The CrUX dataset (which Google uses for ranking) has a 28 day rolling window. After implementing fixes, expect 2 to 4 weeks before improvements fully reflect in CrUX data and Google Search Console. The change is gradual: as new "good" visits accumulate and old "poor" visits age out of the window, your scores improve incrementally. To see immediate results, use a Real User Monitoring tool like CoreDash which shows real time field data.
My Lighthouse score is good but Search Console shows failing Core Web Vitals. Why?
Lighthouse uses lab data from a single simulated visit under controlled conditions. Search Console uses field data from real Chrome users with varying devices, networks, and locations. A visitor on a low end Android phone on a 3G network will have a very different experience than Lighthouse's simulation. This is exactly why field data matters more. Focus on improving real user experience, not Lighthouse scores. Common causes of this gap include: real users on slower mobile devices, geographic distance from your server, and third party scripts that execute during real interactions but not during Lighthouse's static test.
Do I need to pass Core Web Vitals on every page?
Google evaluates Core Web Vitals at the URL level, then falls back to URL group level and origin level data. Ideally, every page should pass. In practice, focus first on your highest traffic pages and your most important page templates (homepage, product pages, landing pages, key blog posts). A page that gets 10 visits a month has less impact on your overall site assessment than a page that gets 10,000. Google Search Console groups URLs by issue type, so fixing a problem on one page template often fixes it for all pages using that template.
What is the most common reason sites fail Core Web Vitals?
LCP is the most commonly failed metric. According to the HTTP Archive Web Almanac 2024, only 59% of mobile pages achieve a good LCP score. The most common causes are: unoptimized or lazy loaded hero images, slow server response times (high TTFB), render blocking CSS and JavaScript, and images loaded via JavaScript instead of being discoverable in the HTML source. Fixing LCP typically has the biggest overall impact on your Core Web Vitals pass rate.
Will passing Core Web Vitals dramatically improve my search rankings?

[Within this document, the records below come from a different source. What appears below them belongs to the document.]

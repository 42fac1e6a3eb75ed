//! HTTP client integration tests
//!
//! Runs the reqwest client against an in-process mock CmdProxy server.

mod common;

use cmdproxy_cli::client::HttpClient;
use common::{Behavior, MockServer, Recorded};
use cp_core::{ClientError, CmdProxyApi, ConnectionKind};
use cp_protocol::{
    CommandRequest, ConnectTelnetRequest, ConnectionType, Endpoint, ProtocolError, SessionId,
};

fn client_for(server: &MockServer) -> HttpClient {
    HttpClient::new("127.0.0.1", server.port(), None).expect("Failed to build client")
}

#[tokio::test]
async fn test_console_connect_is_bare_get() {
    let server = MockServer::start(Behavior::default()).await;
    let client = client_for(&server);

    let session_id = client.connect(&ConnectionKind::Console).await.unwrap();

    assert_eq!(session_id.as_str(), "219602104153538926");
    assert_eq!(
        server.requests(),
        vec![Recorded::Connect {
            kind: "console".to_string(),
            method: "GET",
            body: None,
        }]
    );
}

#[tokio::test]
async fn test_telnet_connect_posts_target() {
    let server = MockServer::start(Behavior {
        session_id: "T-1".to_string(),
        ..Behavior::default()
    })
    .await;
    let client = client_for(&server);

    let request = ConnectTelnetRequest {
        host: "10.0.0.1".to_string(),
        port: 23,
        login: "u".to_string(),
        password: "p".to_string(),
        login_expected_string: "login:".to_string(),
        password_expected_string: "Password:".to_string(),
        hostname_expected_string: "router#".to_string(),
        continue_command_expected_string: "--More--".to_string(),
    };
    let session_id = client
        .connect(&ConnectionKind::Telnet(request))
        .await
        .unwrap();
    assert_eq!(session_id, SessionId::from("T-1"));

    let requests = server.requests();
    let Recorded::Connect { kind, method, body } = &requests[0] else {
        panic!("expected a connect request, got {:?}", requests);
    };
    assert_eq!(kind, "telnet");
    assert_eq!(*method, "POST");
    let body = body.as_ref().expect("telnet connect must carry a body");
    assert_eq!(body["host"], "10.0.0.1");
    assert_eq!(body["port"], 23);
    assert_eq!(body["login"], "u");
    assert_eq!(body["password"], "p");
    assert_eq!(body["loginExpectedString"], "login:");
    assert_eq!(body["continueCommandExpectedString"], "--More--");
}

#[tokio::test]
async fn test_command_posts_session_and_text() {
    let server = MockServer::start(Behavior::default()).await;
    let client = client_for(&server);

    let request = CommandRequest {
        session_id: SessionId::from("S"),
        command_id: Some(5),
        command: "ls -lah".to_string(),
    };
    let reply = client
        .command(ConnectionType::Console, &request)
        .await
        .unwrap();

    assert_eq!(reply.response.session_id, SessionId::from("S"));
    assert_eq!(reply.response.output, "total 0\n");
    assert_eq!(reply.response.command_id, Some(5));
    assert!(reply.raw.contains("\"sessionid\":\"S\""));

    let Recorded::Command { kind, body } = &server.requests()[0] else {
        panic!("expected a command request");
    };
    assert_eq!(kind, "console");
    assert_eq!(body["sessionid"], "S");
    assert_eq!(body["command"], "ls -lah");
    assert_eq!(body["commandid"], 5);
}

#[tokio::test]
async fn test_disconnect_passes_session_in_query() {
    let server = MockServer::start(Behavior::default()).await;
    let client = client_for(&server);

    client
        .disconnect(ConnectionType::Telnet, &SessionId::from("abc 123"))
        .await
        .unwrap();

    assert_eq!(
        server.requests(),
        vec![Recorded::Disconnect {
            kind: "telnet".to_string(),
            session_id: Some("abc 123".to_string()),
        }]
    );
}

#[tokio::test]
async fn test_non_200_is_unexpected_status() {
    let server = MockServer::start(Behavior {
        connect_status: 500,
        disconnect_status: 404,
        ..Behavior::default()
    })
    .await;
    let client = client_for(&server);

    let err = client.connect(&ConnectionKind::Console).await.unwrap_err();
    assert!(matches!(
        err,
        ClientError::UnexpectedStatus {
            endpoint: Endpoint::Connect,
            status: 500
        }
    ));

    let err = client
        .disconnect(ConnectionType::Console, &SessionId::from("S"))
        .await
        .unwrap_err();
    assert!(matches!(
        err,
        ClientError::UnexpectedStatus {
            endpoint: Endpoint::Disconnect,
            status: 404
        }
    ));
}

#[tokio::test]
async fn test_connect_without_session_id_is_protocol_error() {
    let server = MockServer::start(Behavior {
        connect_body: Some(r#"{"status":"ok"}"#.to_string()),
        ..Behavior::default()
    })
    .await;
    let client = client_for(&server);

    let err = client.connect(&ConnectionKind::Console).await.unwrap_err();
    assert!(matches!(
        err,
        ClientError::Protocol(ProtocolError::MissingField("sessionid"))
    ));
}
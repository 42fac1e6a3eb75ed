//! reqwest-backed implementation of [`CmdProxyApi`]
//!
//! One request per operation, awaited to completion before returning.
//! Anything but a 200 is an error; no retries.

use std::time::Duration;

use async_trait::async_trait;
use reqwest::{Response, StatusCode};

use cp_core::{ClientError, CmdProxyApi, CommandReply, ConnectionKind};
use cp_protocol::{
    build_url, CommandRequest, CommandResponse, ConnectResponse, ConnectionType, Endpoint,
    SessionId, SESSIONID_PARAM,
};

use crate::output::print_info;

/// Client for one CmdProxy server
#[derive(Debug, Clone)]
pub struct HttpClient {
    http: reqwest::Client,
    host: String,
    port: u16,
}

impl HttpClient {
    /// Create a client for `host:port`
    ///
    /// Without a timeout every request waits until the server answers or
    /// the connection fails.
    pub fn new(
        host: impl Into<String>,
        port: u16,
        timeout: Option<Duration>,
    ) -> Result<Self, ClientError> {
        let mut builder = reqwest::Client::builder();
        if let Some(timeout) = timeout {
            builder = builder.timeout(timeout);
        }

        Ok(Self {
            http: builder.build()?,
            host: host.into(),
            port,
        })
    }

    /// URL of an endpoint on this server
    pub fn url(&self, connection: ConnectionType, endpoint: Endpoint) -> String {
        let url = build_url(&self.host, self.port, connection, endpoint);
        print_info(&format!("build URL: {}", url));
        url
    }

    /// Body of a 200 response, or the status as an error
    async fn success_body(response: Response, endpoint: Endpoint) -> Result<String, ClientError> {
        let status = response.status();
        if status != StatusCode::OK {
            return Err(ClientError::UnexpectedStatus {
                endpoint,
                status: status.as_u16(),
            });
        }

        Ok(response.text().await?)
    }
}

#[async_trait]
impl CmdProxyApi for HttpClient {
    async fn connect(&self, kind: &ConnectionKind) -> Result<SessionId, ClientError> {
        let url = self.url(kind.connection_type(), Endpoint::Connect);

        let response = match kind {
            ConnectionKind::Console => self.http.get(&url).send().await?,
            ConnectionKind::Telnet(request) => {
                for field in request.missing_fields() {
                    tracing::warn!(
                        "Telnet connect without {}; the server will likely reject it",
                        field
                    );
                }
                tracing::debug!(host = %request.host, port = request.port, "Telnet connect");
                self.http.post(&url).json(request).send().await?
            }
        };

        let body = Self::success_body(response, Endpoint::Connect).await?;
        tracing::debug!("connect response: {}", body);

        Ok(ConnectResponse::from_body(&body)?.session_id)
    }

    async fn command(
        &self,
        connection: ConnectionType,
        request: &CommandRequest,
    ) -> Result<CommandReply, ClientError> {
        let url = self.url(connection, Endpoint::Command);

        let response = self.http.post(&url).json(request).send().await?;
        let raw = Self::success_body(response, Endpoint::Command).await?;
        let response = CommandResponse::from_body(&raw)?;

        Ok(CommandReply { response, raw })
    }

    async fn disconnect(
        &self,
        connection: ConnectionType,
        session_id: &SessionId,
    ) -> Result<(), ClientError> {
        let url = self.url(connection, Endpoint::Disconnect);

        let response = self
            .http
            .get(&url)
            .query(&[(SESSIONID_PARAM, session_id.as_str())])
            .send()
            .await?;
        Self::success_body(response, Endpoint::Disconnect).await?;

        Ok(())
    }
}

#[cfg(test)]
mod tests {
    use super::*;

    #[test]
    fn test_client_urls() {
        let client = HttpClient::new("h", 1, None).unwrap();
        assert_eq!(
            client.url(ConnectionType::Console, Endpoint::Command),
            "http://h:1/api/v1.0/console/command"
        );
        assert_eq!(
            client.url(ConnectionType::Telnet, Endpoint::Disconnect),
            "http://h:1/api/v1.0/telnet/disconnect"
        );
    }

    #[tokio::test]
    async fn test_unreachable_server_is_transport_error() {
        // Port 9 (discard) is closed on any sane test host
        let client = HttpClient::new("127.0.0.1", 9, Some(Duration::from_secs(2))).unwrap();
        let err = client.connect(&ConnectionKind::Console).await.unwrap_err();
        assert!(matches!(err, ClientError::Transport(_)));
    }

    #[tokio::test]
    async fn test_timeout_applies_to_silent_server() {
        // Accepts connections but never answers
        let listener = tokio::net::TcpListener::bind("127.0.0.1:0").await.unwrap();
        let port = listener.local_addr().unwrap().port();
        let server = tokio::spawn(async move {
            let mut held = Vec::new();
            while let Ok((stream, _)) = listener.accept().await {
                held.push(stream);
            }
        });

        let client =
            HttpClient::new("127.0.0.1", port, Some(Duration::from_millis(200))).unwrap();
        let err = client.connect(&ConnectionKind::Console).await.unwrap_err();
        match err {
            ClientError::Transport(e) => assert!(e.is_timeout(), "not a timeout: {}", e),
            other => panic!("expected transport timeout, got {:?}", other),
        }

        server.abort();
    }
}
//! cp-core: Core abstractions and configuration for the CmdProxy test client
//!
//! This crate provides the connection kinds, the operation contract every
//! CmdProxy client implements, action outcomes, error types, and the
//! on-disk configuration.

pub mod config;
pub mod error;
pub mod traits;
pub mod types;

pub use error::{ClientError, ConfigError};
pub use traits::CmdProxyApi;
pub use types::{Action, ActionOutcome, CommandReply, ConnectionKind, FailurePolicy};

Core Web Vitals are a confirmed Google ranking factor, but content relevance and authority are far more important. Google has described page experience as a tiebreaker: when two pages are roughly equal in content quality, the one with better Core Web Vitals will rank higher. Passing Core Web Vitals will not compensate for thin content or weak backlinks. However, in competitive niches where many sites have similar content quality, Core Web Vitals can provide a measurable ranking advantage. The bigger benefit is often indirect: faster, more responsive sites have lower bounce rates, higher engagement, and better conversion rates.